**Excerpted data**

────────────────

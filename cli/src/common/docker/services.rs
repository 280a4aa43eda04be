//! # Service Status Aggregation
//!
//! File: cli/src/common/docker/services.rs
//!
//! ## Overview
//!
//! Collects every phpier-managed container (running or stopped), inspects it,
//! and produces a uniform [`ServiceInfo`] view: project, service, state,
//! health, published ports, mounts, uptime and a best-effort browser URL.
//!
//! Containers are recognized by name pattern. A deny list is consulted before
//! the allow list so that e.g. a user's own `wordpress-mysql-1` container is
//! never claimed by phpier even though it matches the generic database
//! pattern.
//!
use crate::common::docker::client::DockerClient;
use crate::common::docker::inspect::ContainerInspect;
use crate::core::config::GLOBAL_PROJECT_NAME;
use crate::core::error::Result;
use chrono::{DateTime, Utc};
use regex::Regex;
use serde::Serialize;
use std::collections::HashMap;
use std::sync::OnceLock;
use tracing::debug;

/// Name patterns that are never phpier containers, even when an allow
/// pattern would match. Checked first.
const DENY_PATTERNS: &[&str] = &[
    r"^not-phpier-.*",
    r"^wordpress-.*",
    r"^laravel-.*",
    r"^drupal-.*",
    r"^magento-.*",
];

/// Name patterns that identify phpier-managed containers.
const ALLOW_PATTERNS: &[&str] = &[
    r"^phpier-.*",
    r".*-app-\d+$",
    r".*-mysql-\d+$",
    r".*-postgres-\d+$",
    r".*-mariadb-\d+$",
    r".*-redis-\d+$",
    r".*-valkey-\d+$",
    r".*-memcached-\d+$",
    r".*-phpmyadmin-\d+$",
    r".*-mailpit-\d+$",
];

fn deny_regexes() -> &'static Vec<Regex> {
    static CELL: OnceLock<Vec<Regex>> = OnceLock::new();
    CELL.get_or_init(|| {
        DENY_PATTERNS
            .iter()
            .map(|p| Regex::new(p).expect("deny pattern"))
            .collect()
    })
}

fn allow_regexes() -> &'static Vec<Regex> {
    static CELL: OnceLock<Vec<Regex>> = OnceLock::new();
    CELL.get_or_init(|| {
        ALLOW_PATTERNS
            .iter()
            .map(|p| Regex::new(p).expect("allow pattern"))
            .collect()
    })
}

/// Whether a container name belongs to phpier. Deny patterns take precedence.
pub fn is_phpier_container(name: &str) -> bool {
    if deny_regexes().iter().any(|re| re.is_match(name)) {
        return false;
    }
    allow_regexes().iter().any(|re| re.is_match(name))
}

/// One published port, flattened from the inspect binding map.
#[derive(Debug, Clone, Serialize)]
pub struct PortMapping {
    pub container_port: String,
    pub host_address: String,
}

/// One mount, reduced to what the services table shows.
#[derive(Debug, Clone, Serialize)]
pub struct MountInfo {
    pub source: String,
    pub destination: String,
    pub mode: String,
}

/// Aggregated view of one phpier container.
#[derive(Debug, Clone, Serialize)]
pub struct ServiceInfo {
    pub project: String,
    pub service: String,
    pub container: String,
    pub image: String,
    pub status: String,
    pub health: String,
    pub created: String,
    pub started_at: String,
    pub uptime: String,
    pub url: String,
    pub ports: Vec<PortMapping>,
    pub mounts: Vec<MountInfo>,
    pub networks: Vec<String>,
    pub labels: HashMap<String, String>,
}

/// Filters for the `services` listing.
#[derive(Debug, Clone, Default)]
pub struct ServicesFilter {
    pub project: Option<String>,
    pub service_type: Option<String>,
    pub status: Option<String>,
}

const DB_SERVICES: &[&str] = &["mysql", "postgres", "postgresql", "mariadb"];
const CACHE_SERVICES: &[&str] = &["redis", "valkey", "memcached"];
const TOOL_SERVICES: &[&str] = &["phpmyadmin", "mailpit", "adminer", "pgadmin"];

/// Maps a `--type` filter value onto a concrete service name.
pub fn matches_service_type(service: &str, wanted: &str) -> bool {
    match wanted {
        "app" => service == "app",
        "db" | "database" => DB_SERVICES.contains(&service),
        "cache" => CACHE_SERVICES.contains(&service),
        "proxy" => service == "traefik",
        "tools" => TOOL_SERVICES.contains(&service),
        other => service == other,
    }
}

/// The URL a service answers on through the reverse proxy, or empty when the
/// service has no web surface.
pub fn service_url(project: &str, service: &str, ports: &[PortMapping]) -> String {
    match service {
        "app" => format!("http://{project}.localhost"),
        "phpmyadmin" => format!("http://pma.{project}.localhost"),
        "mailpit" => format!("http://mail.{project}.localhost"),
        "traefik" if project == GLOBAL_PROJECT_NAME => {
            // Dashboard is reachable only when the 8080 port is published.
            if ports.iter().any(|p| p.container_port.starts_with("8080")) {
                "http://localhost:8080".to_string()
            } else {
                String::new()
            }
        }
        _ => String::new(),
    }
}

/// Human-readable uptime in the coarsest unit that fits: `45s`, `12m`,
/// `1h 30m`, `1d 1h 30m`.
pub fn format_uptime(seconds: i64) -> String {
    if seconds < 0 {
        return String::new();
    }
    if seconds < 60 {
        return format!("{seconds}s");
    }
    let minutes = seconds / 60;
    if minutes < 60 {
        return format!("{minutes}m");
    }
    let hours = minutes / 60;
    let rem_minutes = minutes % 60;
    if hours < 24 {
        return format!("{hours}h {rem_minutes}m");
    }
    let days = hours / 24;
    let rem_hours = hours % 24;
    format!("{days}d {rem_hours}h {rem_minutes}m")
}

/// Derives the compose service name for a container, preferring the compose
/// label and falling back to the `<project>-<service>-<n>` name convention.
fn service_name(inspect: &ContainerInspect, container_name: &str) -> String {
    if let Some(service) = inspect.config.labels.get("com.docker.compose.service") {
        return service.clone();
    }
    parse_service_from_name(container_name).unwrap_or_else(|| container_name.to_string())
}

fn parse_service_from_name(name: &str) -> Option<String> {
    // <project>-<service>-<replica>
    let without_replica = name.rsplit_once('-').and_then(|(head, tail)| {
        tail.chars().all(|c| c.is_ascii_digit()).then_some(head)
    })?;
    without_replica
        .rsplit_once('-')
        .map(|(_, service)| service.to_string())
}

fn flatten_ports(inspect: &ContainerInspect) -> Vec<PortMapping> {
    let mut ports = Vec::new();
    for (container_port, bindings) in &inspect.network_settings.ports {
        let Some(bindings) = bindings else { continue };
        // Prefer a concrete host address over the 0.0.0.0 wildcard when both
        // are reported for the same port.
        let binding = bindings
            .iter()
            .find(|b| b.host_ip != "0.0.0.0" && b.host_ip != "::" && !b.host_ip.is_empty())
            .or_else(|| bindings.first());
        if let Some(binding) = binding {
            let host_ip = if binding.host_ip.is_empty() {
                "0.0.0.0"
            } else {
                &binding.host_ip
            };
            ports.push(PortMapping {
                container_port: container_port.clone(),
                host_address: format!("{}:{}", host_ip, binding.host_port),
            });
        }
    }
    ports.sort_by(|a, b| a.container_port.cmp(&b.container_port));
    ports
}

fn uptime_from(inspect: &ContainerInspect, now: DateTime<Utc>) -> String {
    if inspect.state.status != "running" {
        return String::new();
    }
    match DateTime::parse_from_rfc3339(&inspect.state.started_at) {
        Ok(started) => format_uptime((now - started.with_timezone(&Utc)).num_seconds()),
        Err(_) => String::new(),
    }
}

/// Builds a [`ServiceInfo`] from one inspect document.
fn build_service_info(name: &str, inspect: &ContainerInspect) -> ServiceInfo {
    let project = inspect
        .compose_project()
        .unwrap_or(GLOBAL_PROJECT_NAME)
        .to_string();
    let service = service_name(inspect, name);
    let ports = flatten_ports(inspect);
    let url = service_url(&project, &service, &ports);
    let health = inspect
        .state
        .health
        .as_ref()
        .map(|h| h.status.clone())
        .unwrap_or_default();

    let mut networks: Vec<String> = inspect.network_settings.networks.keys().cloned().collect();
    networks.sort();

    ServiceInfo {
        project,
        url,
        uptime: uptime_from(inspect, Utc::now()),
        service,
        container: name.to_string(),
        image: inspect.config.image.clone(),
        status: inspect.state.status.clone(),
        health,
        created: inspect.created.clone(),
        started_at: inspect.state.started_at.clone(),
        ports,
        mounts: inspect
            .mounts
            .iter()
            .map(|m| MountInfo {
                source: m.source.clone(),
                destination: m.destination.clone(),
                mode: m.mode.clone(),
            })
            .collect(),
        networks,
        labels: inspect.config.labels.clone(),
    }
}

/// Lists all phpier containers (including stopped ones), applies the filter,
/// and returns them sorted by project then service.
pub async fn gather_services(
    client: &DockerClient,
    filter: &ServicesFilter,
) -> Result<Vec<ServiceInfo>> {
    let names = client
        .run_command_output(
            "docker",
            &["ps".into(), "-a".into(), "--format".into(), "{{.Names}}".into()],
        )
        .await?;

    let mut services = Vec::new();
    for name in names.lines().map(str::trim).filter(|n| !n.is_empty()) {
        if !is_phpier_container(name) {
            continue;
        }
        let raw = match client
            .run_command_output("docker", &["inspect".into(), name.into()])
            .await
        {
            Ok(raw) => raw,
            Err(_) => {
                // Container vanished between ps and inspect.
                debug!("Skipping {name}: inspect failed");
                continue;
            }
        };
        let docs: Vec<ContainerInspect> = match serde_json::from_str(&raw) {
            Ok(docs) => docs,
            Err(err) => {
                debug!("Skipping {name}: unparseable inspect output: {err}");
                continue;
            }
        };
        let Some(inspect) = docs.first() else { continue };
        services.push(build_service_info(name, inspect));
    }

    services.retain(|s| {
        filter.project.as_deref().map_or(true, |p| s.project == p)
            && filter
                .service_type
                .as_deref()
                .map_or(true, |t| matches_service_type(&s.service, t))
            && filter.status.as_deref().map_or(true, |st| s.status == st)
    });
    services.sort_by(|a, b| a.project.cmp(&b.project).then(a.service.cmp(&b.service)));
    Ok(services)
}

#[cfg(test)]
mod tests {
    use super::*;

    #[test]
    fn test_deny_patterns_take_precedence() {
        // Matches the generic -mysql-1 allow pattern but is denied by prefix.
        assert!(!is_phpier_container("wordpress-mysql-1"));
        assert!(!is_phpier_container("not-phpier-app-1"));
        assert!(!is_phpier_container("laravel-redis-1"));
    }

    #[test]
    fn test_allow_patterns() {
        assert!(is_phpier_container("phpier-traefik-1"));
        assert!(is_phpier_container("blog-app-1"));
        assert!(is_phpier_container("shop-postgres-1"));
        assert!(is_phpier_container("blog-mailpit-1"));
        assert!(!is_phpier_container("blog-nginx-1"));
        assert!(!is_phpier_container("random-container"));
    }

    #[test]
    fn test_service_url_table() {
        assert_eq!(service_url("blog", "app", &[]), "http://blog.localhost");
        assert_eq!(
            service_url("blog", "phpmyadmin", &[]),
            "http://pma.blog.localhost"
        );
        assert_eq!(
            service_url("blog", "mailpit", &[]),
            "http://mail.blog.localhost"
        );
        assert_eq!(service_url("blog", "mysql", &[]), "");

        let dashboard = vec![PortMapping {
            container_port: "8080/tcp".into(),
            host_address: "0.0.0.0:8080".into(),
        }];
        assert_eq!(
            service_url("phpier", "traefik", &dashboard),
            "http://localhost:8080"
        );
        assert_eq!(service_url("phpier", "traefik", &[]), "");
        assert_eq!(service_url("blog", "traefik", &dashboard), "");
    }

    #[test]
    fn test_format_uptime() {
        assert_eq!(format_uptime(45), "45s");
        assert_eq!(format_uptime(5 * 60), "5m");
        assert_eq!(format_uptime(90 * 60), "1h 30m");
        assert_eq!(format_uptime(25 * 3600 + 30 * 60), "1d 1h 30m");
    }

    #[test]
    fn test_matches_service_type_groups() {
        assert!(matches_service_type("mysql", "db"));
        assert!(matches_service_type("postgres", "db"));
        assert!(matches_service_type("redis", "cache"));
        assert!(matches_service_type("traefik", "proxy"));
        assert!(matches_service_type("phpmyadmin", "tools"));
        assert!(matches_service_type("mailpit", "tools"));
        assert!(!matches_service_type("mysql", "cache"));
        // Concrete names pass through.
        assert!(matches_service_type("mailpit", "mailpit"));
    }

    #[test]
    fn test_build_service_info_carries_inspect_fields() {
        let json = r#"{
            "Created": "2024-03-01T08:00:00Z",
            "State": {"Status": "running", "StartedAt": "2024-03-01T08:00:05Z"},
            "Config": {
                "Image": "phpier-blog",
                "Labels": {
                    "com.docker.compose.project": "blog",
                    "com.docker.compose.service": "app"
                }
            },
            "NetworkSettings": {
                "Ports": {},
                "Networks": {"phpier_global": {}, "blog_default": {}}
            },
            "Mounts": []
        }"#;
        let inspect: ContainerInspect = serde_json::from_str(json).unwrap();
        let info = build_service_info("blog-app-1", &inspect);

        assert_eq!(info.created, "2024-03-01T08:00:00Z");
        assert_eq!(info.started_at, "2024-03-01T08:00:05Z");
        assert_eq!(info.networks, vec!["blog_default", "phpier_global"]);
        assert_eq!(
            info.labels.get("com.docker.compose.service").map(String::as_str),
            Some("app")
        );

        // All of it must survive into the JSON the `--json` flag prints.
        let value: serde_json::Value = serde_json::to_value(&info).unwrap();
        assert_eq!(value["created"], "2024-03-01T08:00:00Z");
        assert_eq!(value["started_at"], "2024-03-01T08:00:05Z");
        assert!(value["labels"].is_object());
        assert!(value["networks"].is_array());
    }

    #[test]
    fn test_parse_service_from_name() {
        assert_eq!(parse_service_from_name("blog-app-1").as_deref(), Some("app"));
        assert_eq!(
            parse_service_from_name("my-shop-mysql-2").as_deref(),
            Some("mysql")
        );
        assert_eq!(parse_service_from_name("no-replica-suffix"), None);
    }
}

────────────────

**What is needed**
Copy exactly the stretch of data above from the line with "the allow list" through the line with "identify phpier-managed containers.", and omit all other lines.

**Task answer**
//! the allow list so that e.g. a user's own `wordpress-mysql-1` container is
//! never claimed by phpier even though it matches the generic database
//! pattern.
//!
use crate::common::docker::client::DockerClient;
use crate::common::docker::inspect::ContainerInspect;
use crate::core::config::GLOBAL_PROJECT_NAME;
use crate::core::error::Result;
use chrono::{DateTime, Utc};
use regex::Regex;
use serde::Serialize;
use std::collections::HashMap;
use std::sync::OnceLock;
use tracing::debug;

/// Name patterns that are never phpier containers, even when an allow
/// pattern would match. Checked first.
const DENY_PATTERNS: &[&str] = &[
    r"^not-phpier-.*",
    r"^wordpress-.*",
    r"^laravel-.*",
    r"^drupal-.*",
    r"^magento-.*",
];

/// Name patterns that identify phpier-managed containers.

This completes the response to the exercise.